Graphics processing unit accelerated intensity-based ... · Graphics processing unit accelerated intensity-based optical coherence tomography angiography using differential frames

Scalable FPGA-accelerated Cycle-Accurate Hardware

The FPGA Accelerated Controlled Entry System (FACES)

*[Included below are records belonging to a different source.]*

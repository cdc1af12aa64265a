//! Session state contract plus the token pair returned to callers.

// self
use crate::_prelude::*;

/// Identity/access token pair returned by a successful renewal.
#[derive(Clone, Default, PartialEq, Eq, Serialize, Deserialize)]
pub struct SessionTokens {
	/// Identity token, when the session has one.
	pub id_token: Option<String>,
	/// Access token, when the session has one.
	pub access_token: Option<String>,
}
impl SessionTokens {
	/// Creates a token pair.
	pub fn new(id_token: Option<String>, access_token: Option<String>) -> Self {
		Self { id_token, access_token }
	}
}
impl Debug for SessionTokens {
	fn fmt(&self, f: &mut Formatter) -> FmtResult {
		let redact = |token: &Option<String>| token.as_ref().map(|_| "<redacted>");

		f.debug_struct("SessionTokens")
			.field("id_token", &redact(&self.id_token))
			.field("access_token", &redact(&self.access_token))
			.finish()
	}
}

/// Read access to the persisted authentication session.
pub trait SessionState
where
	Self: Send + Sync,
{
	/// Returns `true` when the stored tokens are present and still valid.
	fn tokens_valid(&self) -> bool;

	/// Returns the stored identity token.
	fn id_token(&self) -> Option<String>;

	/// Returns the stored access token.
	fn access_token(&self) -> Option<String>;

	/// Reads the current token pair.
	fn tokens(&self) -> SessionTokens {
		SessionTokens { id_token: self.id_token(), access_token: self.access_token() }
	}
}

#[derive(Clone, Debug, Default)]
struct StoredSession {
	tokens: SessionTokens,
	valid: bool,
}

/// Thread-safe in-process session state.
#[derive(Clone, Debug, Default)]
pub struct MemorySession(Arc<RwLock<StoredSession>>);
impl MemorySession {
	/// Stores a valid session with the provided tokens.
	pub fn authenticate(&self, tokens: SessionTokens) {
		*self.0.write() = StoredSession { tokens, valid: true };
	}

	/// Marks the stored tokens as invalid without discarding them.
	pub fn invalidate(&self) {
		self.0.write().valid = false;
	}

	/// Drops the stored session entirely.
	pub fn clear(&self) {
		*self.0.write() = StoredSession::default();
	}
}
impl SessionState for MemorySession {
	fn tokens_valid(&self) -> bool {
		let session = self.0.read();

		session.valid && session.tokens.access_token.is_some()
	}

	fn id_token(&self) -> Option<String> {
		self.0.read().tokens.id_token.clone()
	}

	fn access_token(&self) -> Option<String> {
		self.0.read().tokens.access_token.clone()
	}
}
//! Renewal strategy contracts.
//!
//! The orchestrator never performs a token exchange or embeds an iframe itself; it sequences
//! calls to these hooks. Both strategies make a single attempt per call and leave retry policy to
//! the orchestrator.

// self
use crate::{_prelude::*, callback::CallbackContext, config::CustomParams, error::StrategyError};

/// Boxed future returned by renewal strategies.
pub type RenewalFuture<'a, T> = Pin<Box<dyn Future<Output = Result<T, StrategyError>> + 'a + Send>>;

/// Renews the session by exchanging the stored refresh token.
pub trait RefreshTokenRenewal
where
	Self: Send + Sync,
{
	/// Performs one refresh-token exchange with the merged custom parameters.
	///
	/// The returned context is informational; callers read the resulting tokens from session state.
	fn renew<'a>(&'a self, params: &'a CustomParams) -> RenewalFuture<'a, Option<CallbackContext>>;
}

/// Starts a silent renewal inside a hidden iframe.
pub trait IframeRenewal
where
	Self: Send + Sync,
{
	/// Dispatches the iframe navigation.
	///
	/// The future settles once the navigation is issued. The renewal result arrives later through
	/// the completion signal.
	fn renew<'a>(&'a self, params: Option<&'a CustomParams>) -> RenewalFuture<'a, ()>;
}
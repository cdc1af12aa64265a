//! Process-wide "renewal in progress" flag shared by the orchestrator and its collaborators.
//!
//! None of the operations here suspend. Reading and setting the flag happen in one
//! [`ConcurrencyGuard::try_claim`] call, so two attempts can never both observe "not running"
//! and both dispatch.

// std
use std::sync::atomic::{AtomicBool, Ordering};
// self
use crate::_prelude::*;

/// Shared renewal-in-progress flag.
///
/// Clones share the same underlying cell, so the guard can be handed to collaborators (for example
/// a silent-renew callback handler) that clear it on their own.
#[derive(Clone, Debug, Default)]
pub struct ConcurrencyGuard(Arc<AtomicBool>);
impl ConcurrencyGuard {
	/// Creates a guard in the cleared state.
	pub fn new() -> Self {
		Self::default()
	}

	/// Returns `true` while a renewal strategy is dispatched.
	pub fn is_running(&self) -> bool {
		self.0.load(Ordering::Acquire)
	}

	/// Marks a renewal as running.
	pub fn set_running(&self) {
		self.0.store(true, Ordering::Release);
	}

	/// Clears the running flag.
	pub fn reset_running(&self) {
		self.0.store(false, Ordering::Release);
	}

	/// Atomically sets the flag if it is clear.
	///
	/// Returns `None` when another renewal already holds the guard.
	pub fn try_claim(&self) -> Option<GuardClaim> {
		self.0
			.compare_exchange(false, true, Ordering::AcqRel, Ordering::Acquire)
			.ok()
			.map(|_| GuardClaim { guard: self.clone(), released: false })
	}
}

/// Ownership of a set [`ConcurrencyGuard`]; clears the flag when released or dropped.
#[derive(Debug)]
pub struct GuardClaim {
	guard: ConcurrencyGuard,
	released: bool,
}
impl GuardClaim {
	/// Clears the guard now.
	pub fn release(mut self) {
		self.clear();
	}

	/// Gives up ownership but leaves the guard set; whoever clears it next takes over.
	pub fn keep(mut self) {
		self.released = true;
	}

	fn clear(&mut self) {
		if !self.released {
			self.released = true;
			self.guard.reset_running();
		}
	}
}
impl Drop for GuardClaim {
	fn drop(&mut self) {
		self.clear();
	}
}
//! Completion signal plumbing and the join-then-timeout correlator for iframe renewals.
//!
//! A [`CompletionReceiver`] yields at most one value and only sees completions published after it
//! was subscribed, so a retried attempt never picks up an emission buffered for an earlier one.

// crates.io
use tokio::sync::oneshot;
// self
use crate::{_prelude::*, callback::CallbackContext, error::StrategyError};

/// Source of "silent renewal completed" notifications.
pub trait CompletionSource
where
	Self: Send + Sync,
{
	/// Registers interest in the next completion.
	fn subscribe(&self) -> CompletionReceiver;
}

/// Single-consumption handle for the next completion.
#[derive(Debug)]
pub struct CompletionReceiver(oneshot::Receiver<Option<CallbackContext>>);
impl CompletionReceiver {
	/// Waits for the completion this receiver was subscribed to.
	pub async fn recv(self) -> Result<Option<CallbackContext>> {
		self.0.await.map_err(|_| Error::CompletionClosed)
	}
}

/// In-process [`CompletionSource`] fed by the silent-renew callback handler.
#[derive(Debug, Default)]
pub struct CompletionHub {
	waiters: Mutex<Vec<oneshot::Sender<Option<CallbackContext>>>>,
}
impl CompletionHub {
	/// Creates a hub without subscribers.
	pub fn new() -> Self {
		Self::default()
	}

	/// Publishes a completion to every current subscriber and returns how many received it.
	///
	/// Subscribers registered afterwards wait for the next completion.
	pub fn complete(&self, context: Option<CallbackContext>) -> usize {
		let waiters = std::mem::take(&mut *self.waiters.lock());

		waiters.into_iter().map(|tx| tx.send(context.clone()).is_ok()).filter(|sent| *sent).count()
	}

	/// Returns the number of subscribers still waiting.
	pub fn pending(&self) -> usize {
		self.waiters.lock().iter().filter(|tx| !tx.is_closed()).count()
	}
}
impl CompletionSource for CompletionHub {
	fn subscribe(&self) -> CompletionReceiver {
		let (tx, rx) = oneshot::channel();
		let mut waiters = self.waiters.lock();

		waiters.retain(|waiter| !waiter.is_closed());
		waiters.push(tx);

		CompletionReceiver(rx)
	}
}

/// Joins an iframe dispatch with its completion signal under one overall bound.
///
/// Both sides must settle; a dispatch failure or a closed signal short-circuits the join. If the
/// bound elapses first the wait fails with [`Error::Timeout`].
pub async fn correlate<D>(
	dispatch: D,
	completion: CompletionReceiver,
	timeout: Duration,
) -> Result<Option<CallbackContext>>
where
	D: Future<Output = Result<()>>,
{
	let joined = async { tokio::try_join!(dispatch, completion.recv()) };

	match tokio::time::timeout(timeout, joined).await {
		Ok(Ok(((), context))) => Ok(context),
		Ok(Err(err)) => Err(err),
		Err(_) => Err(Error::Timeout { timeout }),
	}
}

/// Lifts a strategy result into the orchestrator error space.
pub(crate) fn dispatch_result<T>(result: Result<T, StrategyError>) -> Result<T> {
	result.map_err(Error::from)
}
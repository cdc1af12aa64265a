// self
use crate::{_prelude::*, obs::RenewalPath};

/// Type alias that resolves to an instrumented future when tracing is enabled.
#[cfg(feature = "tracing")]
pub type InstrumentedRenewal<F> = tracing::instrument::Instrumented<F>;
/// Passthrough future type when tracing is disabled.
#[cfg(not(feature = "tracing"))]
pub type InstrumentedRenewal<F> = F;

/// Span wrapper used around each renewal call.
#[derive(Clone, Debug)]
pub struct RenewalSpan {
	#[cfg(feature = "tracing")]
	span: tracing::Span,
}
impl RenewalSpan {
	/// Creates a new span tagged with the provided path + stage.
	pub fn new(path: RenewalPath, stage: &'static str) -> Self {
		#[cfg(feature = "tracing")]
		{
			let span =
				tracing::debug_span!("session_refresh.renewal", path = path.as_str(), stage);

			Self { span }
		}
		#[cfg(not(feature = "tracing"))]
		{
			let _ = (path, stage);

			Self {}
		}
	}

	/// Instruments an async block without holding a guard across `.await` points.
	pub fn instrument<Fut>(&self, fut: Fut) -> InstrumentedRenewal<Fut>
	where
		Fut: Future,
	{
		#[cfg(feature = "tracing")]
		{
			use tracing::Instrument;

			fut.instrument(self.span.clone())
		}
		#[cfg(not(feature = "tracing"))]
		{
			fut
		}
	}
}

pub(crate) fn guard_checked(running: bool) {
	#[cfg(feature = "tracing")]
	tracing::debug!(running, "Checked the silent renew guard.");
	#[cfg(not(feature = "tracing"))]
	let _ = running;
}

pub(crate) fn missing_discovery_endpoint() {
	#[cfg(feature = "tracing")]
	tracing::error!("No discovery endpoint is configured; skipping renewal.");
}

pub(crate) fn timeout_retry(attempt: u32, delay: Duration) {
	#[cfg(feature = "tracing")]
	tracing::debug!(attempt, delay_ms = delay.as_millis() as u64, "Silent renewal timed out; retrying.");
	#[cfg(not(feature = "tracing"))]
	let _ = (attempt, delay);
}

#[cfg(test)]
mod tests {
	// self
	use super::*;

	#[tokio::test]
	async fn instrument_passes_output_through() {
		let span = RenewalSpan::new(RenewalPath::Iframe, "instrument_passes_output_through");
		let value = span.instrument(async { 42 }).await;

		assert_eq!(value, 42);
	}

	#[test]
	fn event_hooks_accept_any_input() {
		guard_checked(true);
		missing_discovery_endpoint();
		timeout_retry(1, Duration::from_secs(1));
	}
}
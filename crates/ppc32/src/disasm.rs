//! Textual disassembly.
//!
//! Rendering is structurally parallel to the executor: both dispatch on
//! [`Opcode`], so an encoding reaches the same semantic on both paths. The
//! buffer driver is a two-pass linear sweep that collects branch targets on
//! the first pass and interleaves `labelXXXXXXXX:` anchors on the second.

use crate::{
    Address, Ins, Opcode,
    names::{bc_mnemonic, spr_name},
};
use std::collections::BTreeSet;

/// Disassembles a buffer of instruction words (big-endian bytes, length a
/// multiple of 4) starting at `pc`, one line per instruction, with label
/// anchors for every branch target discovered inside the buffer.
pub fn disassemble(data: &[u8], pc: Address) -> String {
    let mut labels = BTreeSet::new();
    let mut lines = Vec::new();

    let mut at = pc;
    for chunk in data.chunks_exact(4) {
        let word = u32::from_be_bytes(chunk.try_into().unwrap());
        lines.push(render(at, Ins::new(word), &mut labels));
        at += 4u32;
    }

    let mut out = String::new();
    let mut pending = labels.into_iter().peekable();
    let mut at = pc;
    for (chunk, line) in data.chunks_exact(4).zip(lines) {
        while let Some(label) = pending.next_if(|&l| l <= at.value()) {
            out.push_str(&format!("label{label:08X}:\n"));
        }

        let word = u32::from_be_bytes(chunk.try_into().unwrap());
        out.push_str(&format!("{:08X}  {word:08X}  {line}\n", at.value()));
        at += 4u32;
    }

    out
}

/// Disassembles a single instruction word. No label anchors are produced.
pub fn disassemble_one(pc: Address, word: u32) -> String {
    let mut labels = BTreeSet::new();
    render(pc, Ins::new(word), &mut labels)
}

fn pad(mnemonic: &str) -> String {
    format!("{mnemonic:<10}")
}

fn suffix_rc(base: &str, rc: bool) -> String {
    if rc { format!("{base}.") } else { base.to_string() }
}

FirePerf: FPGA-Accelerated Full-System Hardware/Software

FireSim: FPGA-Accelerated Cycle-Exact Scale-Out System ...biancolin/papers/firesim-isca18.pdf · sign FPGA-based applications that run in the cloud. Using an FPGA-enabled public cloud

Advanced Computer Architecture, CSE 520 Generating FPGA-Accelerated DFT Libraries Chi-Li Yu Nov. 13, 2007

FPGA Based Design for Accelerated Fault-testing of

FireSim: Productive, Scalable, FPGA-Accelerated Cycle

1 Designing an FPGA-Accelerated Homomorphic Encryption Co …rohloff/papers/2017/Rohloff... · 2016-10-04 · 1 Designing an FPGA-Accelerated Homomorphic Encryption Co-Processor David

Energy-efﬁcient FPGA-accelerated LiDAR-based SLAM for

An Open-Source FPGA-Accelerated x86 Full-System Emulator by Elias El Ferezli A thesis

Multi-Hybrid Accelerated Supercomputer: The new …...Next generation’s accelerated computing system! FPGA for HPC as large scale parallel system! AiS(Accelerator in Switch) concept!